This is the third article in a series on leading practices in corporate treasury.
Cash management refers to the collection, concentration and disbursement of cash. Knowing exactly where your cash is at all times is the key to prudent cash management.
Cash concentration involves the transfer of all funds or pooling of cash funds from different bank accounts into a single (master, concentration or target) account, usually at the end of the day (and in some cases on an intra-day basis).
Cash concentration can be structured as per the specific requirements of the company. For example, they may be zero balance accounts (ZBAs), whereby some bank accounts are completely zeroed out by moving the funds to another account, or they could be set up so that sweeps occur only when target balances (pre-set level of cash) have been achieved. Cash concentration is an important treasury tool to optimize a company’s cash flow.
So how can companies with multiple bank accounts, organizations with subsidiaries – particularly those with operations in several countries – and corporations with highly fragmented cash balances repurpose the funds for improved visibility and availability, reduced fee, and debt paydown?
Here are our recommendations on how to apply leading practices for cash concentration. We are aware that these may vary or differ depending upon the location, size and complexity of a business’s operations. Nonetheless, there are some themes that stand out - effective cash management, cash positioning, controls, security and banking relationships.
- Design cash concentration account structure to optimize cash management: Setting up an optimal bank concentration account structure for a corporation not only mitigates risks, but also helps in consolidating cash balances for deployment, loan repayment or maximizing investment potential for the company.
It is imperative to keep the dual purpose of cash concentration accounts in mind while designing the structure. “There are two primary purposes of cash concentration accounts – mobilizing funds for efficient cash management and isolating certain activity”, said Craig Jeffery, managing partner at Strategic Treasurer, a leading treasury consulting firm. ⃰
“If you run and summarize your activity or if you concentrate your balances into this concentration account, it makes it a lot more effective and optimal for your cash position decisions because many organizations may have hundreds to thousands of accounts. This type of modern concentration structure lets the organization consolidate all of that cash in one location and helps you make your decisions for investment or paying down debt much more easily.”
Modern cash concentration structures support a high level of corporate treasury centralization because it centralizes cash from all its bank accounts as an efficient way of passing down funds to those parts of the organization that need them.
Cash Concentration Account Structure
By Strategic Treasurer
“Header” Structure versus “Hourglass” Structure
Source: Strategic Treasurer and TIS sponsored webinar held on December 8, 2021.
In the above chart, there are two popular methods of displaying the concentration structure. On the right side, for example, we see the hourglass structure, which reflects a scenario wherein as a company grows, it reaches a state where it has a number of accounts, so it sets up a modern concentration system for its organization. The company may have $100 million or $0.5 billion in revenue or more and is now operating different lines of business and has established depository and collection accounts that feed into the concentration system, and the concentration system funds disbursement accounts.

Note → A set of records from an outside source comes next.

use std::collections::BTreeMap;
use std::fmt;

use serde::{Deserialize, Serialize};

/// Identifier wrapper for questionnaire questions.
#[derive(Debug, Clone, PartialEq, Eq, PartialOrd, Ord, Hash, Serialize, Deserialize)]
#[serde(transparent)]
pub struct QuestionId(pub String);

/// Identifier of an answer option, unique within its question.
#[derive(Debug, Clone, PartialEq, Eq, PartialOrd, Ord, Hash, Serialize, Deserialize)]
#[serde(transparent)]
pub struct OptionId(pub String);

/// Identifier wrapper for question modules.
#[derive(Debug, Clone, PartialEq, Eq, PartialOrd, Ord, Hash, Serialize, Deserialize)]
#[serde(transparent)]
pub struct ModuleId(pub String);

/// Identifier shared by hard rules and multipliers.
#[derive(Debug, Clone, PartialEq, Eq, PartialOrd, Ord, Hash, Serialize, Deserialize)]
#[serde(transparent)]
pub struct RuleId(pub String);

macro_rules! display_id {
    ($($name:ident),*) => {
        $(
            impl fmt::Display for $name {
                fn fmt(&self, f: &mut fmt::Formatter<'_>) -> fmt::Result {
                    f.write_str(&self.0)
                }
            }

            impl From<&str> for $name {
                fn from(value: &str) -> Self {
                    Self(value.to_string())
                }
            }
        )*
    };
}

display_id!(QuestionId, OptionId, ModuleId, RuleId);

/// Severity levels in ascending order of seriousness.
#[derive(Debug, Clone, Copy, PartialEq, Eq, PartialOrd, Ord, Hash, Serialize, Deserialize)]
#[serde(rename_all = "snake_case")]
pub enum SeverityLevel {
    Informative,
    Suspicious,
    Incident,
    Critical,
    Breach,
}

impl SeverityLevel {
    pub const COUNT: usize = 5;

    pub const fn ordered() -> [SeverityLevel; Self::COUNT] {
        [
            SeverityLevel::Informative,
            SeverityLevel::Suspicious,
            SeverityLevel::Incident,
            SeverityLevel::Critical,
            SeverityLevel::Breach,
        ]
    }

    pub const fn label(self) -> &'static str {
        match self {
            SeverityLevel::Informative => "Informative",
            SeverityLevel::Suspicious => "Suspicious",
            SeverityLevel::Incident => "Incident",
            SeverityLevel::Critical => "Critical",
            SeverityLevel::Breach => "Confirmed breach",
        }
    }

    pub const fn index(self) -> usize {
        self as usize
    }

    /// Critical and breach classifications are handed to the escalation path.
    pub const fn requires_escalation(self) -> bool {
        matches!(self, SeverityLevel::Critical | SeverityLevel::Breach)
    }

    pub(crate) fn default_recommendation(self) -> &'static str {
        match self {
            SeverityLevel::Informative => {
                "Document the event and close it; no containment is required."
            }
            SeverityLevel::Suspicious => {
                "Keep the event under observation and gather additional telemetry."
            }
            SeverityLevel::Incident => {
                "Open an incident, assign an analyst and start containment of affected assets."
            }
            SeverityLevel::Critical => {
                "Escalate to the incident response lead and isolate affected systems immediately."
            }
            SeverityLevel::Breach => {
                "Activate the breach response plan, notify management and preserve evidence."
            }
        }
    }
}

impl fmt::Display for SeverityLevel {
    fn fmt(&self, f: &mut fmt::Formatter<'_>) -> fmt::Result {
        f.write_str(self.label())
    }
}

/// Analyst answers keyed by question. Partial sets are valid.
#[derive(Debug, Clone, Default, PartialEq, Eq, Serialize, Deserialize)]
#[serde(transparent)]
pub struct AnswerSet(pub BTreeMap<QuestionId, OptionId>);

impl AnswerSet {
    pub fn new() -> Self {
        Self::default()
    }

    pub fn with(mut self, question: &str, option: &str) -> Self {
        self.insert(question, option);
        self
    }

    pub fn insert(&mut self, question: &str, option: &str) {
        self.0
            .insert(QuestionId(question.to_string()), OptionId(option.to_string()));
    }

    pub fn get(&self, question: &QuestionId) -> Option<&OptionId> {
        self.0.get(question)
    }

    pub fn iter(&self) -> impl Iterator<Item = (&QuestionId, &OptionId)> {
        self.0.iter()
    }

    pub fn len(&self) -> usize {
        self.0.len()
    }

    pub fn is_empty(&self) -> bool {
        self.0.is_empty()
    }
}

impl FromIterator<(QuestionId, OptionId)> for AnswerSet {
    fn from_iter<T: IntoIterator<Item = (QuestionId, OptionId)>>(iter: T) -> Self {
        Self(iter.into_iter().collect())
    }
}

/// Whether a question contributed to the score or was left blank.
#[derive(Debug, Clone, Copy, PartialEq, Eq, Serialize, Deserialize)]
#[serde(rename_all = "snake_case")]
pub enum AnswerState {
    Answered,
    Unanswered,
}

/// One question's share of the raw score.
#[derive(Debug, Clone, PartialEq, Serialize, Deserialize)]
pub struct Contribution {
    pub question_id: QuestionId,
    pub module_id: ModuleId,
    pub state: AnswerState,
    #[serde(skip_serializing_if = "Option::is_none")]
    pub option_id: Option<OptionId>,
    #[serde(skip_serializing_if = "Option::is_none")]
    pub option_label: Option<String>,
    pub raw_score: i32,
    pub question_weight: f64,
    pub module_weight: f64,
    pub contribution: f64,
    /// Percentage of the raw score; zero when the raw score is not positive.
    pub share: f64,
}

/// Hard rule whose predicate matched the answer set.
#[derive(Debug, Clone, PartialEq, Serialize, Deserialize)]
pub struct TriggeredRule {
    pub rule_id: RuleId,
    pub description: String,
    pub minimum_level: SeverityLevel,
    pub minimum_score: f64,
    /// False when the weighted score already met the floor.
    pub raised_score: bool,
    #[serde(skip_serializing_if = "Option::is_none")]
    pub message: Option<String>,
}

/// Multiplier whose predicate matched the answer set.
#[derive(Debug, Clone, PartialEq, Serialize, Deserialize)]
pub struct ActiveMultiplier {
    pub multiplier_id: RuleId,
    pub description: String,
    pub factor: f64,
}

/// Immutable evaluation output, traceable to the configuration version used.
#[derive(Debug, Clone, PartialEq, Serialize, Deserialize)]
pub struct ScoringResult {
    pub config_version: u64,
    pub raw_score: f64,
    pub floored_score: f64,
    pub final_score: f64,
    pub level: SeverityLevel,
    pub breakdown: Vec<Contribution>,
    pub module_scores: BTreeMap<ModuleId, f64>,
    pub triggered_rules: Vec<TriggeredRule>,
    pub active_multipliers: Vec<ActiveMultiplier>,
    pub recommendation: String,
    pub escalate: bool,
}

impl ScoringResult {
    /// Product of all active multiplier factors; `1.0` when none matched.
    pub fn combined_factor(&self) -> f64 {
        ordered_product(self.active_multipliers.iter().map(|m| m.factor))
    }

    pub fn answered(&self) -> impl Iterator<Item = &Contribution> {
        self.breakdown
            .iter()
            .filter(|entry| entry.state == AnswerState::Answered)
    }
}

/// Multiplies factors in ascending order so the result depends only on the set of factors.
pub(crate) fn ordered_product(factors: impl IntoIterator<Item = f64>) -> f64 {
    let mut factors: Vec<f64> = factors.into_iter().collect();
    factors.sort_by(f64::total_cmp);
    factors.into_iter().product()
}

The concentration account is very clean and has little activity. It only contains summary information from collection and disbursement accounts, which are primarily accounts dedicated to particular types of activity. Treasurers can put controls on them to ensure only appropriate activity is allowed and allows their team to be fully aware of what’s happening. These accounts are actively monitored and provide an easy way of determining the organization’s cash position. Furthermore, it may allow for easier forecast creation and variance analysis activities. It will also assist the corporate treasurer to detect fraud, take a closer look at the cash flows, and possibly have items going to lines of credit, investment accounts, custody accounts and more.
The header structure (left side), where the cash sits at the top of the house, reflects the primary way most European organizations render their banking structure and is a method of cash mobilization or concentration where there’s a top account that money flows up to or down from into the different operating accounts in the structure. They are quite synonymous to the concentration accounts, and the difference is really more of a regional naming and illustrating convention.

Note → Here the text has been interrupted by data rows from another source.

use crate::calibration::{GroundTruth, IncidentId, ResolvedOutcome};

/// Incident store seam. The engine reads history through it and never owns persistence.
pub trait OutcomeRepository: Send + Sync {
    fn insert(&self, outcome: ResolvedOutcome) -> Result<ResolvedOutcome, RepositoryError>;
    fn fetch(&self, id: &IncidentId) -> Result<Option<ResolvedOutcome>, RepositoryError>;
    /// Replaces the resolution of a recorded incident; `NotFound` when it was never recorded.
    fn resolve(
        &self,
        id: &IncidentId,
        resolution: Option<GroundTruth>,
    ) -> Result<ResolvedOutcome, RepositoryError>;
    /// Every recorded outcome in insertion order, resolved or not.
    fn history(&self) -> Result<Vec<ResolvedOutcome>, RepositoryError>;
}

#[derive(Debug, thiserror::Error)]
pub enum RepositoryError {
    #[error("outcome already recorded")]
    Conflict,
    #[error("outcome not found")]
    NotFound,
    #[error("repository unavailable: {0}")]
    Unavailable(String),
}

The header system has a zero balance account (ZBA) structure to physically move money through the ZBA up to or down from header accounts. In essence, you have the header account with collection accounts feeding up to it or operating accounts, and the same thing with the disbursement accounts, so you have a view of the header just as you have in the concentration system. The concentration activity for some of the header structure may be done manually. The header structure can help you identify discrepancies from your actual forecasts so that you can make or adjust your decisions for today far more accurately.

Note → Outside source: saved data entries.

//! Feedback calibration of question and module weights.
//!
//! A run reads resolved outcomes, measures how often risk-indicating answers led to a
//! confirmed true positive, and nudges each weight toward or away from that evidence by
//! at most `max_step`. The result is a proposal only: nothing changes until the
//! [`crate::versions::ConfigurationRegistry`] applies it.

pub mod history;


use std::collections::BTreeMap;
use std::fmt;
use std::sync::atomic::{AtomicBool, Ordering};
use std::sync::Arc;

use chrono::{DateTime, Utc};
use serde::{Deserialize, Serialize};
use tracing::{info, warn};

use crate::engine::{
    AnswerSet, ConfigurationError, EngineConfig, ModuleId, QuestionId, ScoringResult,
};

pub const DEFAULT_TARGET_BASELINE: f64 = 0.5;
pub const DEFAULT_MAX_STEP: f64 = 0.05;
pub const DEFAULT_MIN_SAMPLES: usize = 5;

/// Identifier of an incident owned by the external incident store.
#[derive(Debug, Clone, PartialEq, Eq, PartialOrd, Ord, Hash, Serialize, Deserialize)]
#[serde(transparent)]
pub struct IncidentId(pub String);

impl fmt::Display for IncidentId {
    fn fmt(&self, f: &mut fmt::Formatter<'_>) -> fmt::Result {
        f.write_str(&self.0)
    }
}

/// Analyst-confirmed resolution of an incident.
#[derive(Debug, Clone, Copy, PartialEq, Eq, Hash, Serialize, Deserialize)]
#[serde(rename_all = "snake_case")]
pub enum GroundTruth {
    TruePositive,
    FalsePositive,
    EscalatedTruePositive,
}

impl GroundTruth {
    pub const fn is_true_positive(self) -> bool {
        matches!(
            self,
            GroundTruth::TruePositive | GroundTruth::EscalatedTruePositive
        )
    }
}

/// Past evaluation plus its ground truth. `resolution: None` marks an incident still open.
#[derive(Debug, Clone, PartialEq, Serialize, Deserialize)]
pub struct ResolvedOutcome {
    pub incident_id: IncidentId,
    pub answers: AnswerSet,
    pub result: ScoringResult,
    #[serde(default)]
    pub resolution: Option<GroundTruth>,
}

/// Tuning constants for one calibration run.
#[derive(Debug, Clone, Copy, PartialEq, Serialize, Deserialize)]
pub struct CalibrationSettings {
    /// Precision treated as neutral; above it weights grow, below it they shrink.
    pub target_baseline: f64,
    /// Largest absolute weight change a single run may propose.
    pub max_step: f64,
    /// Risk-indicating samples required before a weight is touched.
    pub min_samples: usize,
}

impl Default for CalibrationSettings {
    fn default() -> Self {
        Self {
            target_baseline: DEFAULT_TARGET_BASELINE,
            max_step: DEFAULT_MAX_STEP,
            min_samples: DEFAULT_MIN_SAMPLES,
        }
    }
}

impl CalibrationSettings {
    pub fn validate(&self) -> Result<(), CalibrationError> {
        if !(0.0..=1.0).contains(&self.target_baseline) {
            return Err(CalibrationError::InvalidSettings(format!(
                "target baseline {} must lie within [0, 1]",
                self.target_baseline
            )));
        }
        if !self.max_step.is_finite() || self.max_step <= 0.0 {
            return Err(CalibrationError::InvalidSettings(format!(
                "max step {} must be a positive number",
                self.max_step
            )));
        }
        Ok(())
    }
}

/// Weight a calibration run may adjust.
#[derive(Debug, Clone, PartialEq, Eq, PartialOrd, Ord, Serialize, Deserialize)]
#[serde(tag = "kind", content = "id", rename_all = "snake_case")]
pub enum WeightTarget {
    Question(QuestionId),
    Module(ModuleId),
}

impl fmt::Display for WeightTarget {
    fn fmt(&self, f: &mut fmt::Formatter<'_>) -> fmt::Result {
        match self {
            WeightTarget::Question(id) => write!(f, "question {id}"),
            WeightTarget::Module(id) => write!(f, "module {id}"),
        }
    }
}

#[derive(Debug, Clone, Copy, PartialEq, Eq, Serialize, Deserialize)]
#[serde(rename_all = "snake_case")]
pub enum ChangeStatus {
    Adjusted,
    Unchanged,
    InsufficientEvidence,
}

/// One row of the diff report.
#[derive(Debug, Clone, PartialEq, Serialize, Deserialize)]
pub struct WeightChange {
    pub target: WeightTarget,
    pub old_weight: f64,
    pub new_weight: f64,
    /// Resolved outcomes with a risk-indicating answer for this target.
    pub samples: usize,
    pub true_positives: usize,
    #[serde(skip_serializing_if = "Option::is_none")]
    pub precision: Option<f64>,
    pub delta: f64,
    pub status: ChangeStatus,
    pub clamped: bool,
}

/// Non-fatal findings surfaced to the operator alongside the proposal.
#[derive(Debug, Clone, PartialEq, Serialize, Deserialize)]
#[serde(tag = "kind", rename_all = "snake_case")]
pub enum CalibrationWarning {
    InsufficientEvidence {
        target: WeightTarget,
        samples: usize,
        required: usize,
    },
    BoundsClamped {
        target: WeightTarget,
        proposed: f64,
        bound: f64,
    },
}

/// Operator-facing summary of a calibration run.
#[derive(Debug, Clone, PartialEq, Serialize, Deserialize)]
pub struct DiffReport {
    pub generated_at: DateTime<Utc>,
    pub base_version: u64,
    pub settings: CalibrationSettings,
    pub considered: usize,
    pub unresolved_excluded: usize,
    pub true_positives: usize,
    pub false_positives: usize,
    #[serde(skip_serializing_if = "Option::is_none")]
    pub false_positive_rate: Option<f64>,
    pub adjustments: usize,
    /// Answers referencing questions or options absent from the calibrated configuration.
    pub stale_answers: usize,
    pub question_changes: Vec<WeightChange>,
    pub module_changes: Vec<WeightChange>,
    pub warnings: Vec<CalibrationWarning>,
}

impl DiffReport {
    pub fn changes(&self) -> impl Iterator<Item = &WeightChange> {
        self.question_changes.iter().chain(self.module_changes.iter())
    }

    pub fn adjusted(&self) -> impl Iterator<Item = &WeightChange> {
        self.changes()
            .filter(|change| change.status == ChangeStatus::Adjusted)
    }
}

/// Proposed configuration and the report explaining it. Never active on its own.
#[derive(Debug, Clone)]
pub struct CalibrationProposal {
    pub base_version: u64,
    pub proposed: EngineConfig,
    pub report: DiffReport,
}

/// Cooperative cancellation handle shared with a running calibration.
#[derive(Debug, Clone, Default)]
pub struct CancelFlag(Arc<AtomicBool>);

impl CancelFlag {
    pub fn new() -> Self {
        Self::default()
    }

    pub fn cancel(&self) {
        self.0.store(true, Ordering::Release);
    }

    pub fn is_cancelled(&self) -> bool {
        self.0.load(Ordering::Acquire)
    }
}

#[derive(Debug, thiserror::Error)]
pub enum CalibrationError {
    #[error("invalid calibration settings: {0}")]
    InvalidSettings(String),
    #[error("calibration run was cancelled")]
    Cancelled,
    #[error("calibration task failed: {0}")]
    Interrupted(String),
    #[error(transparent)]
    Configuration(#[from] ConfigurationError),
}

/// `calibrate(config, resolvedOutcomes) -> (proposedConfig, diffReport)`.
pub fn calibrate(
    config: &EngineConfig,
    base_version: u64,
    outcomes: &[ResolvedOutcome],
    settings: &CalibrationSettings,
) -> Result<CalibrationProposal, CalibrationError> {
    calibrate_with_cancel(config, base_version, outcomes, settings, &CancelFlag::new())
}

pub fn calibrate_with_cancel(
    config: &EngineConfig,
    base_version: u64,
    outcomes: &[ResolvedOutcome],
    settings: &CalibrationSettings,
    cancel: &CancelFlag,
) -> Result<CalibrationProposal, CalibrationError> {
    settings.validate()?;

    let resolved: Vec<(&ResolvedOutcome, GroundTruth)> = outcomes
        .iter()
        .filter_map(|outcome| outcome.resolution.map(|truth| (outcome, truth)))
        .collect();
    let unresolved_excluded = outcomes.len() - resolved.len();
    let true_positives = resolved
        .iter()
        .filter(|(_, truth)| truth.is_true_positive())
        .count();
    let false_positives = resolved.len() - true_positives;

    info!(
        base_version,
        considered = resolved.len(),
        unresolved_excluded,
        "calibration run started"
    );

    let stale_answers = resolved
        .iter()
        .flat_map(|(outcome, _)| outcome.answers.iter())
        .filter(|(question_id, option_id)| {
            config
                .question(question_id)
                .and_then(|question| question.option(option_id))
                .is_none()
        })
        .count();
    if stale_answers > 0 {
        warn!(stale_answers, "ignoring answers unknown to the calibrated configuration");
    }

    let bounds = config.weight_bounds();
    let mut warnings = Vec::new();

    let mut question_changes = Vec::with_capacity(config.questions().len());
    for question in config.questions() {
        if cancel.is_cancelled() {
            return Err(CalibrationError::Cancelled);
        }
        let (samples, hits) = tally(&resolved, |answers| {
            answers
                .get(&question.id)
                .is_some_and(|option| question.is_risk_indicating(option))
        });
        question_changes.push(propose(
            WeightTarget::Question(question.id.clone()),
            question.weight,
            samples,
            hits,
            settings,
            |weight| bounds.clamp(weight),
            &mut warnings,
        ));
    }

    let mut module_changes = Vec::with_capacity(config.modules().len());
    for module in config.modules() {
        if cancel.is_cancelled() {
            return Err(CalibrationError::Cancelled);
        }
        let (samples, hits) = tally(&resolved, |answers| {
            config.module_questions(module).any(|question| {
                answers
                    .get(&question.id)
                    .is_some_and(|option| question.is_risk_indicating(option))
            })
        });
        module_changes.push(propose(
            WeightTarget::Module(module.id.clone()),
            module.weight,
            samples,
            hits,
            settings,
            |weight| bounds.clamp(weight),
            &mut warnings,
        ));
    }

    let question_weights: BTreeMap<QuestionId, f64> = question_changes
        .iter()
        .filter_map(|change| match &change.target {
            WeightTarget::Question(id) if change.status == ChangeStatus::Adjusted => {
                Some((id.clone(), change.new_weight))
            }
            _ => None,
        })
        .collect();
    let module_weights: BTreeMap<ModuleId, f64> = module_changes
        .iter()
        .filter_map(|change| match &change.target {
            WeightTarget::Module(id) if change.status == ChangeStatus::Adjusted => {
                Some((id.clone(), change.new_weight))
            }
            _ => None,
        })
        .collect();
    let adjustments = question_weights.len() + module_weights.len();
    let proposed = config.with_weights(&question_weights, &module_weights)?;

    let considered = resolved.len();
    let report = DiffReport {
        generated_at: Utc::now(),
        base_version,
        settings: *settings,
        considered,
        unresolved_excluded,
        true_positives,
        false_positives,
        false_positive_rate: (considered > 0)
            .then(|| false_positives as f64 / considered as f64),
        adjustments,
        stale_answers,
        question_changes,
        module_changes,
        warnings,
    };

    info!(
        base_version,
        adjustments,
        warnings = report.warnings.len(),
        "calibration run finished"
    );

    Ok(CalibrationProposal {
        base_version,
        proposed,
        report,
    })
}

/// Runs [`calibrate_with_cancel`] on the blocking pool so long history scans never stall
/// request handling.
pub async fn spawn_calibration(
    config: EngineConfig,
    base_version: u64,
    outcomes: Vec<ResolvedOutcome>,
    settings: CalibrationSettings,
    cancel: CancelFlag,
) -> Result<CalibrationProposal, CalibrationError> {
    tokio::task::spawn_blocking(move || {
        calibrate_with_cancel(&config, base_version, &outcomes, &settings, &cancel)
    })
    .await
    .map_err(|error| CalibrationError::Interrupted(error.to_string()))?
}

/// Counts outcomes selected by `matches` and how many of those were true positives.
fn tally(
    resolved: &[(&ResolvedOutcome, GroundTruth)],
    matches: impl Fn(&AnswerSet) -> bool,
) -> (usize, usize) {
    resolved
        .iter()
        .filter(|(outcome, _)| matches(&outcome.answers))
        .fold((0, 0), |(samples, hits), (_, truth)| {
            (samples + 1, hits + usize::from(truth.is_true_positive()))
        })
}

fn propose(
    target: WeightTarget,
    old_weight: f64,
    samples: usize,
    true_positives: usize,
    settings: &CalibrationSettings,
    clamp: impl Fn(f64) -> f64,
    warnings: &mut Vec<CalibrationWarning>,
) -> WeightChange {
    let precision = (samples > 0).then(|| true_positives as f64 / samples as f64);

    let evidence = match precision {
        Some(precision) if samples >= settings.min_samples.max(1) => precision,
        _ => {
            warnings.push(CalibrationWarning::InsufficientEvidence {
                target: target.clone(),
                samples,
                required: settings.min_samples.max(1),
            });
            return WeightChange {
                target,
                old_weight,
                new_weight: old_weight,
                samples,
                true_positives,
                precision,
                delta: 0.0,
                status: ChangeStatus::InsufficientEvidence,
                clamped: false,
            };
        }
    };

    let delta = (evidence - settings.target_baseline).clamp(-settings.max_step, settings.max_step);
    let unclamped = round_weight(old_weight + delta);
    let new_weight = clamp(unclamped);
    let clamped = new_weight != unclamped;
    if clamped {
        warn!(%target, proposed = unclamped, bound = new_weight, "weight clamped to bounds");
        warnings.push(CalibrationWarning::BoundsClamped {
            target: target.clone(),
            proposed: unclamped,
            bound: new_weight,
        });
    }

    let status = if (new_weight - old_weight).abs() > f64::EPSILON {
        ChangeStatus::Adjusted
    } else {
        ChangeStatus::Unchanged
    };

    WeightChange {
        target,
        old_weight,
        new_weight,
        samples,
        true_positives,
        precision,
        delta: new_weight - old_weight,
        status,
        clamped,
    }
}

fn round_weight(weight: f64) -> f64 {
    (weight * 1000.0).round() / 1000.0
}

In the hourglass cash concentration structure, you can view the depository accounts on the left hand side moving over on an automated basis either with the ZBA or automated standing transfer over to a concentration account. To the right side, funding for disbursement accounts would come from the concentration account in the middle vis-à-vis a ZBA or certain types of draw down wire transfer that may be put in place, rendering the structure looking more like a butterfly.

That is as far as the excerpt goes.